//! Binary morphological opening (erosion followed by dilation)
//!
//! Removes set features smaller than the structuring element while
//! preserving the shape of larger regions. This is the noise-removal
//! half of the zone cleanup.

use viridia_core::raster::Raster;
use viridia_core::{Algorithm, Error, Result};

use super::dilate::dilate;
use super::element::StructuringElement;
use super::erode::erode;

/// Parameters for binary opening
#[derive(Debug, Clone, Default)]
pub struct OpeningParams {
    /// Structuring element shape
    pub element: StructuringElement,
}

/// Opening algorithm
#[derive(Debug, Clone, Default)]
pub struct Opening;

impl Algorithm for Opening {
    type Input = Raster<u8>;
    type Output = Raster<u8>;
    type Params = OpeningParams;
    type Error = Error;

    fn name(&self) -> &'static str {
        "Opening"
    }

    fn description(&self) -> &'static str {
        "Binary opening (erosion then dilation) to remove small set features"
    }

    fn execute(&self, input: Self::Input, params: Self::Params) -> Result<Self::Output> {
        opening(&input, &params.element)
    }
}

/// Perform binary opening on a mask.
///
/// Opening = erode then dilate. Never adds pixels that were not set in
/// the input.
pub fn opening(mask: &Raster<u8>, element: &StructuringElement) -> Result<Raster<u8>> {
    let eroded = erode(mask, element)?;
    dilate(&eroded, element)
}
//! Error types for Viridia

use thiserror::Error;

/// Main error type for Viridia operations
#[derive(Error, Debug)]
pub enum Error {
    #[error("I/O error: {0}")]
    Io(#[from] std::io::Error),

    #[error("Invalid raster dimensions: {width}x{height}")]
    InvalidDimensions { width: usize, height: usize },

    #[error("Index out of bounds: ({row}, {col}) in raster of size ({rows}, {cols})")]
    IndexOutOfBounds {
        row: usize,
        col: usize,
        rows: usize,
        cols: usize,
    },

    #[error("Raster size mismatch: expected ({er}, {ec}), got ({ar}, {ac})")]
    SizeMismatch { er: usize, ec: usize, ar: usize, ac: usize },

    #[error(
        "Band of {rows}x{cols} at replication factor {factor} cannot reach reference grid {ref_rows}x{ref_cols}"
    )]
    ResolutionMismatch {
        rows: usize,
        cols: usize,
        factor: usize,
        ref_rows: usize,
        ref_cols: usize,
    },

    #[error("Unknown band name: {0}")]
    UnknownBand(String),

    #[error("Band {0} not present in aligned stack")]
    MissingBand(String),

    #[error("Unknown scene class name: {0}")]
    UnknownClass(String),

    #[error("Unknown vegetation index: {0}")]
    UnknownIndex(String),

    #[error("Unsupported data type: {0}")]
    UnsupportedDataType(String),

    #[error("Invalid parameter: {name} = {value} ({reason})")]
    InvalidParameter {
        name: &'static str,
        value: String,
        reason: String,
    },

    #[error("Algorithm error: {0}")]
    Algorithm(String),

    #[error("{0}")]
    Other(String),
}

/// Result type alias for Viridia operations
pub type Result<T> = std::result::Result<T, Error>;
//! Raster element trait for generic cell values

use num_traits::{NumCast, Zero};
use std::fmt::Debug;

/// Trait for types that can be stored in a raster cell.
///
/// This trait bounds the types that can be used as raster values,
/// ensuring they support the numeric operations the pipeline needs:
/// reflectance and index rasters are `f64`, scene classification is
/// `u16`, binary masks are `u8`.
pub trait RasterElement:
    Copy + Clone + Debug + PartialOrd + PartialEq + NumCast + Zero + Send + Sync + 'static
{
    /// Default no-data value for this type
    fn default_nodata() -> Self;

    /// Check if this value represents no-data
    fn is_nodata(&self, nodata: Option<Self>) -> bool;

    /// Convert self to f64
    fn to_f64(self) -> Option<f64> {
        NumCast::from(self)
    }
}

macro_rules! impl_raster_element_int {
    ($t:ty) => {
        impl RasterElement for $t {
            fn default_nodata() -> Self {
                <$t>::MIN
            }

            fn is_nodata(&self, nodata: Option<Self>) -> bool {
                match nodata {
                    Some(nd) => *self == nd,
                    None => false,
                }
            }
        }
    };
}

macro_rules! impl_raster_element_float {
    ($t:ty) => {
        impl RasterElement for $t {
            fn default_nodata() -> Self {
                <$t>::NAN
            }

            fn is_nodata(&self, nodata: Option<Self>) -> bool {
                if self.is_nan() {
                    return true;
                }
                match nodata {
                    Some(nd) => (self - nd).abs() < <$t>::EPSILON * 100.0,
                    None => false,
                }
            }
        }
    };
}

impl_raster_element_int!(u8);
impl_raster_element_int!(u16);
impl_raster_element_int!(u32);
impl_raster_element_float!(f32);
impl_raster_element_float!(f64);
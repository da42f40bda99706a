//! Sentinel-2 band identities, native resolutions, and the aligned stack

use crate::error::{Error, Result};
use crate::raster::Raster;
use std::collections::BTreeMap;
use std::fmt;
use std::str::FromStr;

/// Native sampling scale of a band relative to the 10 m reference grid.
#[derive(Debug, Clone, Copy, PartialEq, Eq, Hash)]
pub enum ResolutionClass {
    /// 10 m ground sample distance (the reference grid)
    Fine,
    /// 20 m ground sample distance
    Medium,
    /// 60 m ground sample distance
    Coarse,
}

impl ResolutionClass {
    /// Integer pixel-replication factor needed to reach the reference grid
    pub fn factor(self) -> usize {
        match self {
            ResolutionClass::Fine => 1,
            ResolutionClass::Medium => 2,
            ResolutionClass::Coarse => 6,
        }
    }

    /// Ground sample distance in meters
    pub fn ground_sample_distance(self) -> f64 {
        match self {
            ResolutionClass::Fine => 10.0,
            ResolutionClass::Medium => 20.0,
            ResolutionClass::Coarse => 60.0,
        }
    }

    pub fn as_str(self) -> &'static str {
        match self {
            ResolutionClass::Fine => "fine",
            ResolutionClass::Medium => "medium",
            ResolutionClass::Coarse => "coarse",
        }
    }
}

impl fmt::Display for ResolutionClass {
    fn fmt(&self, f: &mut fmt::Formatter<'_>) -> fmt::Result {
        write!(f, "{}", self.as_str())
    }
}

/// Band identifiers of a Sentinel-2 L2A surface reflectance product.
///
/// Covers the twelve spectral bands shipped at L2A (B10 is consumed by the
/// atmospheric correction and never delivered) plus the auxiliary layers:
/// aerosol optical thickness, scene classification, true-color image, and
/// water vapor.
#[derive(Debug, Clone, Copy, PartialEq, Eq, Hash, PartialOrd, Ord)]
pub enum BandId {
    B01,
    B02,
    B03,
    B04,
    B05,
    B06,
    B07,
    B08,
    B8a,
    B09,
    B11,
    B12,
    Aot,
    Scl,
    Tci,
    Wvp,
}

impl BandId {
    /// All band identifiers, in product order
    pub const ALL: [BandId; 16] = [
        BandId::B01,
        BandId::B02,
        BandId::B03,
        BandId::B04,
        BandId::B05,
        BandId::B06,
        BandId::B07,
        BandId::B08,
        BandId::B8a,
        BandId::B09,
        BandId::B11,
        BandId::B12,
        BandId::Aot,
        BandId::Scl,
        BandId::Tci,
        BandId::Wvp,
    ];

    /// Native resolution class of this band in an L2A product
    pub fn resolution(self) -> ResolutionClass {
        match self {
            BandId::B02
            | BandId::B03
            | BandId::B04
            | BandId::B08
            | BandId::Aot
            | BandId::Tci
            | BandId::Wvp => ResolutionClass::Fine,
            BandId::B05
            | BandId::B06
            | BandId::B07
            | BandId::B8a
            | BandId::B11
            | BandId::B12
            | BandId::Scl => ResolutionClass::Medium,
            BandId::B01 | BandId::B09 => ResolutionClass::Coarse,
        }
    }

    /// Product token for this band (as it appears in granule file names)
    pub fn as_str(self) -> &'static str {
        match self {
            BandId::B01 => "B01",
            BandId::B02 => "B02",
            BandId::B03 => "B03",
            BandId::B04 => "B04",
            BandId::B05 => "B05",
            BandId::B06 => "B06",
            BandId::B07 => "B07",
            BandId::B08 => "B08",
            BandId::B8a => "B8A",
            BandId::B09 => "B09",
            BandId::B11 => "B11",
            BandId::B12 => "B12",
            BandId::Aot => "AOT",
            BandId::Scl => "SCL",
            BandId::Tci => "TCI",
            BandId::Wvp => "WVP",
        }
    }
}

impl fmt::Display for BandId {
    fn fmt(&self, f: &mut fmt::Formatter<'_>) -> fmt::Result {
        write!(f, "{}", self.as_str())
    }
}

impl FromStr for BandId {
    type Err = Error;

    fn from_str(s: &str) -> Result<Self> {
        match s.to_ascii_uppercase().as_str() {
            "B01" => Ok(BandId::B01),
            "B02" => Ok(BandId::B02),
            "B03" => Ok(BandId::B03),
            "B04" => Ok(BandId::B04),
            "B05" => Ok(BandId::B05),
            "B06" => Ok(BandId::B06),
            "B07" => Ok(BandId::B07),
            "B08" => Ok(BandId::B08),
            "B8A" => Ok(BandId::B8a),
            "B09" => Ok(BandId::B09),
            "B11" => Ok(BandId::B11),
            "B12" => Ok(BandId::B12),
            "AOT" => Ok(BandId::Aot),
            "SCL" => Ok(BandId::Scl),
            "TCI" => Ok(BandId::Tci),
            "WVP" => Ok(BandId::Wvp),
            _ => Err(Error::UnknownBand(s.to_string())),
        }
    }
}

/// Reflectance bands upsampled to the reference grid, keyed by band id.
///
/// Produced once per tile by the harmonizer; all members share the
/// reference shape. Inserting a band with a different shape is rejected,
/// so every consumer may assume aligned dimensions.
#[derive(Debug, Clone)]
pub struct AlignedStack {
    bands: BTreeMap<BandId, Raster<f64>>,
    shape: (usize, usize),
}

impl AlignedStack {
    /// Create an empty stack for a reference grid of the given shape
    pub fn new(rows: usize, cols: usize) -> Self {
        Self {
            bands: BTreeMap::new(),
            shape: (rows, cols),
        }
    }

    /// Reference grid shape as (rows, cols)
    pub fn shape(&self) -> (usize, usize) {
        self.shape
    }

    /// Insert a band, rejecting any shape that differs from the reference
    pub fn insert(&mut self, id: BandId, band: Raster<f64>) -> Result<()> {
        if band.shape() != self.shape {
            let (ar, ac) = band.shape();
            return Err(Error::SizeMismatch {
                er: self.shape.0,
                ec: self.shape.1,
                ar,
                ac,
            });
        }
        self.bands.insert(id, band);
        Ok(())
    }

    /// Get a band if present
    pub fn get(&self, id: BandId) -> Option<&Raster<f64>> {
        self.bands.get(&id)
    }

    /// Get a band, failing if it was never loaded
    pub fn band(&self, id: BandId) -> Result<&Raster<f64>> {
        self.bands
            .get(&id)
            .ok_or_else(|| Error::MissingBand(id.to_string()))
    }

    /// Whether a band is present
    pub fn contains(&self, id: BandId) -> bool {
        self.bands.contains_key(&id)
    }

    /// Number of bands in the stack
    pub fn len(&self) -> usize {
        self.bands.len()
    }

    /// Whether the stack holds no bands
    pub fn is_empty(&self) -> bool {
        self.bands.is_empty()
    }

    /// Iterate over (band id, raster) pairs in band order
    pub fn iter(&self) -> impl Iterator<Item = (&BandId, &Raster<f64>)> {
        self.bands.iter()
    }
}
//! # Viridia Core
//!
//! Core types, traits and I/O for the Viridia vegetation-mapping library.
//!
//! This crate provides:
//! - `Raster<T>`: Generic raster grid type
//! - `GeoTransform`: Affine transformation for georeferencing
//! - `BandId` / `ResolutionClass`: Sentinel-2 band identities and scales
//! - `SceneClass` / `MaskClass`: scene classification code tables
//! - Algorithm traits for consistent API
//! - Native GeoTIFF I/O

pub mod band;
pub mod error;
pub mod io;
pub mod raster;
pub mod scene;
pub mod vector;

pub use band::{AlignedStack, BandId, ResolutionClass};
pub use error::{Error, Result};
pub use raster::{GeoTransform, Raster, RasterElement};
pub use scene::{MaskClass, SceneClass};

/// Prelude for convenient imports
pub mod prelude {
    pub use crate::band::{AlignedStack, BandId, ResolutionClass};
    pub use crate::error::{Error, Result};
    pub use crate::raster::{GeoTransform, Raster, RasterElement};
    pub use crate::scene::{MaskClass, SceneClass};
    pub use crate::Algorithm;
}

/// Core trait for all algorithms in Viridia.
///
/// Algorithms are pure functions that transform input data according to parameters.
pub trait Algorithm {
    /// Input type for the algorithm
    type Input;
    /// Output type for the algorithm
    type Output;
    /// Parameters controlling algorithm behavior
    type Params: Default;
    /// Error type for algorithm execution
    type Error: std::error::Error;

    /// Returns the algorithm name
    fn name(&self) -> &'static str;

    /// Returns a description of what the algorithm does
    fn description(&self) -> &'static str;

    /// Execute the algorithm
    fn execute(&self, input: Self::Input, params: Self::Params) -> std::result::Result<Self::Output, Self::Error>;

    /// Execute with default parameters
    fn execute_default(&self, input: Self::Input) -> std::result::Result<Self::Output, Self::Error> {
        self.execute(input, Self::Params::default())
    }
}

> [PROBLEM STATEMENT] Copy each line in the entries above where the word "FromStr" shows up.

> [ANSWER BOX]
use std::str::FromStr;
impl FromStr for BandId {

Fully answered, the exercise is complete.